### Problem
Copy out the entries below exactly as they stand, but only from the line containing "- Catalog selection" through the line containing "use std::path::PathBuf;".

### Extracted information
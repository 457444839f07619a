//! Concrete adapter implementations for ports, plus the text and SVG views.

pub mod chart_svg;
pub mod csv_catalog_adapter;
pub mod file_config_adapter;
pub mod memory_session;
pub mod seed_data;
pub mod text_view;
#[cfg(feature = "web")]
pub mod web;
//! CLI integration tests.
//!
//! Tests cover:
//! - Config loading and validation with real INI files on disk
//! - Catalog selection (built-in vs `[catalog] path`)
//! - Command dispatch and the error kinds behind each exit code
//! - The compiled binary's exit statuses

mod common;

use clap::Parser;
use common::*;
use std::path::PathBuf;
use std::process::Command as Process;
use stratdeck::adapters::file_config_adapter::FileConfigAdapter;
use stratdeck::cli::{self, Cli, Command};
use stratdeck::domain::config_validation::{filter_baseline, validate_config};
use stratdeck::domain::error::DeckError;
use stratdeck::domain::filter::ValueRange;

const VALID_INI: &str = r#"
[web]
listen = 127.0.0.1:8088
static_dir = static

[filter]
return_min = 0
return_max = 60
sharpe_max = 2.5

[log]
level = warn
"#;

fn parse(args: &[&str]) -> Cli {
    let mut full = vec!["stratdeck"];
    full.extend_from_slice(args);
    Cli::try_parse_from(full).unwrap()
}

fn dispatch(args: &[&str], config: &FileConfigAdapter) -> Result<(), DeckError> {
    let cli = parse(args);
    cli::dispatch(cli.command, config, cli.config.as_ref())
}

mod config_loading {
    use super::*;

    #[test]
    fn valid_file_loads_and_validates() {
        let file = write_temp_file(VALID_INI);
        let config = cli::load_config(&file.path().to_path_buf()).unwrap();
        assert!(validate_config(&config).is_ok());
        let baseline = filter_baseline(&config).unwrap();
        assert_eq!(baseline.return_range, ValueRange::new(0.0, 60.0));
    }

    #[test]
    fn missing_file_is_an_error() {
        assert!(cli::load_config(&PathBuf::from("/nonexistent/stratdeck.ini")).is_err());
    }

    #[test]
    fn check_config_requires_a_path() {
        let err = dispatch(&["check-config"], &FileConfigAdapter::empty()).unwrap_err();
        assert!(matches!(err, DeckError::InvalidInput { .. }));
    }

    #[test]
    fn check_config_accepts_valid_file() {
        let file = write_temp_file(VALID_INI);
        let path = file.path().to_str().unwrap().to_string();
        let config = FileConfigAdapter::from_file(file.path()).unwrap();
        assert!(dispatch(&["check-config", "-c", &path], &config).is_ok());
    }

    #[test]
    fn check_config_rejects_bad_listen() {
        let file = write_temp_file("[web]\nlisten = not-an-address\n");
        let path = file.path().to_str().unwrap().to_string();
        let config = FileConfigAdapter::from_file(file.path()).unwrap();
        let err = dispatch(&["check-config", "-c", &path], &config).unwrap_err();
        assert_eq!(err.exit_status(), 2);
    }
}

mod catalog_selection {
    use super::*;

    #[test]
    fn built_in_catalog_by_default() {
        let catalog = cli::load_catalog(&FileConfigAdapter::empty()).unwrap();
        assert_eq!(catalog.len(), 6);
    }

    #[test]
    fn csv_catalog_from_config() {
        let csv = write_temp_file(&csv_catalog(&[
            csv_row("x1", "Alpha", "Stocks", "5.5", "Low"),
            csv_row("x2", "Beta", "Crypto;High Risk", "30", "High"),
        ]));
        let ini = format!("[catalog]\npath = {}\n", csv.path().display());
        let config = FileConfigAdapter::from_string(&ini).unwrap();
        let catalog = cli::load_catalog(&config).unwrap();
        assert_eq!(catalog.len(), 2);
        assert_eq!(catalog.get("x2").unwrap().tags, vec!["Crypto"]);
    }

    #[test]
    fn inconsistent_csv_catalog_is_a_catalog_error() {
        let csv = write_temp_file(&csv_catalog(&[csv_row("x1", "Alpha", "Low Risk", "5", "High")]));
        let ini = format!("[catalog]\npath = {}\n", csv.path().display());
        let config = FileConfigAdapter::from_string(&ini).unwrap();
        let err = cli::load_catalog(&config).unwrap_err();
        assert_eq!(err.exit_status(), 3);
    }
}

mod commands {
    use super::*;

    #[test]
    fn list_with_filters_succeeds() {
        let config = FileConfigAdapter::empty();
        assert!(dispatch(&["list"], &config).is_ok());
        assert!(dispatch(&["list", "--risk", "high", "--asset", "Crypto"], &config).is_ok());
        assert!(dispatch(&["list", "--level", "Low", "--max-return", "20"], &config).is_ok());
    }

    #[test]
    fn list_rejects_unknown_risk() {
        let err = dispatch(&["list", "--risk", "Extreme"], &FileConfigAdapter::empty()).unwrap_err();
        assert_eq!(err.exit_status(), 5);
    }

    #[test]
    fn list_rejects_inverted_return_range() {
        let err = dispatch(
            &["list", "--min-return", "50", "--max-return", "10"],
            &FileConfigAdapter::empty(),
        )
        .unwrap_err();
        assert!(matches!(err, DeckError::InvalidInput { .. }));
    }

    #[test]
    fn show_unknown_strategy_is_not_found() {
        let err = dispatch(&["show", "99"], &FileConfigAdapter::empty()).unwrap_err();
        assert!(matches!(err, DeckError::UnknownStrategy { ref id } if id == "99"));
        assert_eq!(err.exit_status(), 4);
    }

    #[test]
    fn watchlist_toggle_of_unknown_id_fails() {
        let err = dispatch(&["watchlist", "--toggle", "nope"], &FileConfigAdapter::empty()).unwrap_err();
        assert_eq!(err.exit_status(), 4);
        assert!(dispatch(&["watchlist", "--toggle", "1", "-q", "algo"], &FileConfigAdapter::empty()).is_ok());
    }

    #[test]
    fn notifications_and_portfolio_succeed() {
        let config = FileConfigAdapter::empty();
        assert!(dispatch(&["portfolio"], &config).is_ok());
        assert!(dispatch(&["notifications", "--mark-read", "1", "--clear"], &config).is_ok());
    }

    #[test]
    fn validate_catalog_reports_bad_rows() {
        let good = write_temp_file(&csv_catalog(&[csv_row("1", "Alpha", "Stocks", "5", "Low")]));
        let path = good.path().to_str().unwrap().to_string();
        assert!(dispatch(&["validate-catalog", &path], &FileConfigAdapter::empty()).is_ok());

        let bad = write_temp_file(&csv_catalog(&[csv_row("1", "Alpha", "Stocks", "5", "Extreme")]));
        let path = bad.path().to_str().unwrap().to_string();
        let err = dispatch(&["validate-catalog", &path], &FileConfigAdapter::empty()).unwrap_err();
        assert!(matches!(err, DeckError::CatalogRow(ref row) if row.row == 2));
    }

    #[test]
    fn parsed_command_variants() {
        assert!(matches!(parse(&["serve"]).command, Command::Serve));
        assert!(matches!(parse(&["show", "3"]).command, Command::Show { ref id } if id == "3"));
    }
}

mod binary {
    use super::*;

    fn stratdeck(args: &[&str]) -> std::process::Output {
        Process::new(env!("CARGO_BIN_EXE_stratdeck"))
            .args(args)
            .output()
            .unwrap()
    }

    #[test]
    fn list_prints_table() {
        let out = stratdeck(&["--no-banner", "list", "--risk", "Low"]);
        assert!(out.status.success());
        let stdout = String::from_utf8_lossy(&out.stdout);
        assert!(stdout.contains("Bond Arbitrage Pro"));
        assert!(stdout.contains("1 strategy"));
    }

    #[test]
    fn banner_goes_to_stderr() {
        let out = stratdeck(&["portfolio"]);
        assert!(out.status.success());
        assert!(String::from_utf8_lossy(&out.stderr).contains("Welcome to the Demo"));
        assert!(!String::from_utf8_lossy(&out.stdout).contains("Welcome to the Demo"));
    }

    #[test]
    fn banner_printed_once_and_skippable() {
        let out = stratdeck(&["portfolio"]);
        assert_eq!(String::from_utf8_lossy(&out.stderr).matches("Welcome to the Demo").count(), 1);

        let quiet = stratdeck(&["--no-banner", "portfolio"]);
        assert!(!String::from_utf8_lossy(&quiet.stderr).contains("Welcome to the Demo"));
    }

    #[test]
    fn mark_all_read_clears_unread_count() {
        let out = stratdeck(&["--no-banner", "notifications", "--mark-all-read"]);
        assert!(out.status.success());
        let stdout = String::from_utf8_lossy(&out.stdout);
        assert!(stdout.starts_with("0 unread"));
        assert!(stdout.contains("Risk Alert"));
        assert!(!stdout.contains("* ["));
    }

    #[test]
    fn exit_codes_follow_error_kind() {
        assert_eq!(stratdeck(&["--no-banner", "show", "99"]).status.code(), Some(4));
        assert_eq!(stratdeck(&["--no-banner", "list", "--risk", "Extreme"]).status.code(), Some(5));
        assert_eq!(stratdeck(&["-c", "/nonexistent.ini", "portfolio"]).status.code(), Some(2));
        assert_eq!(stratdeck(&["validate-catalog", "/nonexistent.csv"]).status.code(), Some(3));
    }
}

==

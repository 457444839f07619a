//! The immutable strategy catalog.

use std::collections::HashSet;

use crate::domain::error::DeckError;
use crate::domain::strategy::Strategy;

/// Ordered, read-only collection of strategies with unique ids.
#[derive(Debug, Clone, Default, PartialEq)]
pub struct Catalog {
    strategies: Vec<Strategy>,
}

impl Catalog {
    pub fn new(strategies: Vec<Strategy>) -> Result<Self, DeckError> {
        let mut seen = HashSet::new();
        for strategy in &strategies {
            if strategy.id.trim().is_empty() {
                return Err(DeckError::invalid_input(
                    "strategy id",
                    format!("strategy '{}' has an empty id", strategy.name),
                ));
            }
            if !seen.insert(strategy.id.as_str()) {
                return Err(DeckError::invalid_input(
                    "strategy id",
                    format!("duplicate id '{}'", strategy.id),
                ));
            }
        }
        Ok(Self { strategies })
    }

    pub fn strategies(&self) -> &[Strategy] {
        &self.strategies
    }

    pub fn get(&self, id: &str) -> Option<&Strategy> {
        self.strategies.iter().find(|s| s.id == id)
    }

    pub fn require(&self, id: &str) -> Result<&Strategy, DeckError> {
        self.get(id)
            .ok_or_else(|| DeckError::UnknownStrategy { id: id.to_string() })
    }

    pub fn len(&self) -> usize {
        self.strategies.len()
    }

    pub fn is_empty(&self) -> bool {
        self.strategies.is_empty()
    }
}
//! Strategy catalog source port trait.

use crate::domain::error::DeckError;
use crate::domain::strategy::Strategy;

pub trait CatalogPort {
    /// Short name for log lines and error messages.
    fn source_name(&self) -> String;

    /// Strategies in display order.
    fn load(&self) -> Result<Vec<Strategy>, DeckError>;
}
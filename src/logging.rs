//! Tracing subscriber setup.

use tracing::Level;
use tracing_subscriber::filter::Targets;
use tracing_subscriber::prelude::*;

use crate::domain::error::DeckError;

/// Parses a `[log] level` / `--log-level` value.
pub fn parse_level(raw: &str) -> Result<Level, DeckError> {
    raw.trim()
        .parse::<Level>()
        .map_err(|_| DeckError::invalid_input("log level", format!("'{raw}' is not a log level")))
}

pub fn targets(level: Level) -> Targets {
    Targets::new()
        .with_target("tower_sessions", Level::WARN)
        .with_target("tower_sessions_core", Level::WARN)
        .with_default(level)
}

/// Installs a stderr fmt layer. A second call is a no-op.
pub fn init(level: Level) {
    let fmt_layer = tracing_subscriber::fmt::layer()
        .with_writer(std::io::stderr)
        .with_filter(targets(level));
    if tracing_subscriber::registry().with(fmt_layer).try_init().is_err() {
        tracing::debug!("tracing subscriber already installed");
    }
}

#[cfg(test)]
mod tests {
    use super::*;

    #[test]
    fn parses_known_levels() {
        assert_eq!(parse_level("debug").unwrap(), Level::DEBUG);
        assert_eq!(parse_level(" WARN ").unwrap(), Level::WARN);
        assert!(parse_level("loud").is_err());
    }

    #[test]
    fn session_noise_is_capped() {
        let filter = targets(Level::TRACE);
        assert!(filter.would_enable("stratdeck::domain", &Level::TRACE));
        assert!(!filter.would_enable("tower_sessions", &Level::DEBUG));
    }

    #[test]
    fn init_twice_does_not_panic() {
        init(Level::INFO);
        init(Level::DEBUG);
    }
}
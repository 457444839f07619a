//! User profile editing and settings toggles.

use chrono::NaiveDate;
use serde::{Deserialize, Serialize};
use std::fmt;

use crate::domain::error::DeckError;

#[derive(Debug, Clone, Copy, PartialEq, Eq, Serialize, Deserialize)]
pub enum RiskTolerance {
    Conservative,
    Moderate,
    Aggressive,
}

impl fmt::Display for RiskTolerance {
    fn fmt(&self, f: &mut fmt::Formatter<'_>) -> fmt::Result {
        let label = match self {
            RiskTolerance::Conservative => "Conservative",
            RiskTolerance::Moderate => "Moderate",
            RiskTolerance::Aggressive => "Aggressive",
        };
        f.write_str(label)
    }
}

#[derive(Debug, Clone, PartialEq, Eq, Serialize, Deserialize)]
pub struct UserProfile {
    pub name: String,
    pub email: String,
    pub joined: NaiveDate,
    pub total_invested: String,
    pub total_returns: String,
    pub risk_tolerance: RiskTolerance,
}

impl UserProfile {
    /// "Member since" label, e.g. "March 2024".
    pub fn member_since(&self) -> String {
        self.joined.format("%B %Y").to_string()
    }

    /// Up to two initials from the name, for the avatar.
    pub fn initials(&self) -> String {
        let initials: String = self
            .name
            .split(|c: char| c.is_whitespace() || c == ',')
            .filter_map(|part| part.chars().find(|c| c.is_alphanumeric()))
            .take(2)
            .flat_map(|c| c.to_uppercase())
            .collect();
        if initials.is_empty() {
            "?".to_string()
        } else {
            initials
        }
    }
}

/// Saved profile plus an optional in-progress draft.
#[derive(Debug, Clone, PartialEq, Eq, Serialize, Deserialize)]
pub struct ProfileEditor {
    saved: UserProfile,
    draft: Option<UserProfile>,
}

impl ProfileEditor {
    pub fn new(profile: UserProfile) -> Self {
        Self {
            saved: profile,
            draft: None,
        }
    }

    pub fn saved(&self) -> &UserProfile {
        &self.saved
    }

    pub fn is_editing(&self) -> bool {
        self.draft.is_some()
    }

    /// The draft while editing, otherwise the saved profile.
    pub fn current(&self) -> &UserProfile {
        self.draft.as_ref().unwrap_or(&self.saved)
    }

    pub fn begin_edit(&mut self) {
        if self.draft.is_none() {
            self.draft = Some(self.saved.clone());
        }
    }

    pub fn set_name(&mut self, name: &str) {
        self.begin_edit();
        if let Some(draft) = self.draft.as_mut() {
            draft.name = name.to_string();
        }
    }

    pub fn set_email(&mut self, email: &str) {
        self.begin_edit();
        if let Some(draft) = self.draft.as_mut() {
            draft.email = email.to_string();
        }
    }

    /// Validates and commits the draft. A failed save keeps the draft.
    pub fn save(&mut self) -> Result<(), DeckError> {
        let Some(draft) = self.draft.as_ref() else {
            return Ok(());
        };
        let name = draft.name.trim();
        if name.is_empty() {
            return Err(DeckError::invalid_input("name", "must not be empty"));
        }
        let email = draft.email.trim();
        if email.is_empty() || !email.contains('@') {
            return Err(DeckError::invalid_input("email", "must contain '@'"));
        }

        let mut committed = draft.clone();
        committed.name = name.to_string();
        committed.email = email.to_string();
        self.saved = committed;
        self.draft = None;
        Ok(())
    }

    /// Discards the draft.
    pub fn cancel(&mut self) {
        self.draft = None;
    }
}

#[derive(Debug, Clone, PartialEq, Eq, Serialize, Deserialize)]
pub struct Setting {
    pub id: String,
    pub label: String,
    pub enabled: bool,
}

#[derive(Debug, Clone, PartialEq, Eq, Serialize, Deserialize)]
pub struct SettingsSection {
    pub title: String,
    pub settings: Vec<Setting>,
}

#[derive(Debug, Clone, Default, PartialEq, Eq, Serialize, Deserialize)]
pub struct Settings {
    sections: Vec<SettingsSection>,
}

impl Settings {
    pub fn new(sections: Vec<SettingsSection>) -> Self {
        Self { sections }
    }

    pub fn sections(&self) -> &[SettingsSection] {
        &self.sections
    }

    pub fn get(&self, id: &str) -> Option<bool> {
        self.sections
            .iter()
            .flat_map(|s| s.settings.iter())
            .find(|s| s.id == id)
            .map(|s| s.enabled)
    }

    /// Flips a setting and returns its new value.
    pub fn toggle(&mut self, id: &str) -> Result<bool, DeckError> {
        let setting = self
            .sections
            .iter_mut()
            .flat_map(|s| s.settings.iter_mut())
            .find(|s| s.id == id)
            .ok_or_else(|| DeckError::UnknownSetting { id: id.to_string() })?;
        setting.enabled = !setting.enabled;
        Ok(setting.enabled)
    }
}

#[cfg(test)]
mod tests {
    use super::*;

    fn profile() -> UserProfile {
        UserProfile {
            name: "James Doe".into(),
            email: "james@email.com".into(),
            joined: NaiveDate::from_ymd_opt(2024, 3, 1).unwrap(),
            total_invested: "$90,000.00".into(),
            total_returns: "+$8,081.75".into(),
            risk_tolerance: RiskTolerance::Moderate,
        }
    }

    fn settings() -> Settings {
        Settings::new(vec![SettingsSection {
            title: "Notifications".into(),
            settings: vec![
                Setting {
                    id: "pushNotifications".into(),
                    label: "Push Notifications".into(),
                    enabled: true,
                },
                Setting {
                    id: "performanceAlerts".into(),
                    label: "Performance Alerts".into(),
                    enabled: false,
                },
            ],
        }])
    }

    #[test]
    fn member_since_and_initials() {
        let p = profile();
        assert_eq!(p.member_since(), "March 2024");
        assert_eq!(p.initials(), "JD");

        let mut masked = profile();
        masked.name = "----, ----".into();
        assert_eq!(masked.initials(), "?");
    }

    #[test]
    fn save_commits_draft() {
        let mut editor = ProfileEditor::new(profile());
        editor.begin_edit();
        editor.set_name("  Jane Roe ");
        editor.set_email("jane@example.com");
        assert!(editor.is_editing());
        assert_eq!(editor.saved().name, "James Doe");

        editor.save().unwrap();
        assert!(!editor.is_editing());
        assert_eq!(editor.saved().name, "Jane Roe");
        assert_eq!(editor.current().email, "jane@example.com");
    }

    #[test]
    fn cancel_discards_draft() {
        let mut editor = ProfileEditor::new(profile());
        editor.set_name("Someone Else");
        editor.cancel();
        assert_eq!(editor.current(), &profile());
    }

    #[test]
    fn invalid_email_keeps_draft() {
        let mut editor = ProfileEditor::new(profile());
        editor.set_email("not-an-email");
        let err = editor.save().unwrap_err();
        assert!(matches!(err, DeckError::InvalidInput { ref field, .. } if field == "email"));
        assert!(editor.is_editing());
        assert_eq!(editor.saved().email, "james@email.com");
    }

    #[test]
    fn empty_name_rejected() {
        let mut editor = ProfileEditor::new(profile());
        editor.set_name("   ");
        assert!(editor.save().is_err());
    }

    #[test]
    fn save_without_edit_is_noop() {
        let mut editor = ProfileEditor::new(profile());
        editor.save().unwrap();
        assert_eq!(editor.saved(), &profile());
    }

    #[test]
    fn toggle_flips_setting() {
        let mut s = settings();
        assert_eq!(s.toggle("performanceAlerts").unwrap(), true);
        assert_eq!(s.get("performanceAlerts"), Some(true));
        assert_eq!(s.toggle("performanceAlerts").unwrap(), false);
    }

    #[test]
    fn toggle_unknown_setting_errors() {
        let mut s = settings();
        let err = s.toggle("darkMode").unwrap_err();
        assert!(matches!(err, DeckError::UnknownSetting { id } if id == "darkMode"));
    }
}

### Result of the exercise
//! - Catalog selection (built-in vs `[catalog] path`)
//! - Command dispatch and the error kinds behind each exit code
//! - The compiled binary's exit statuses

mod common;

use clap::Parser;
use common::*;
use std::path::PathBuf;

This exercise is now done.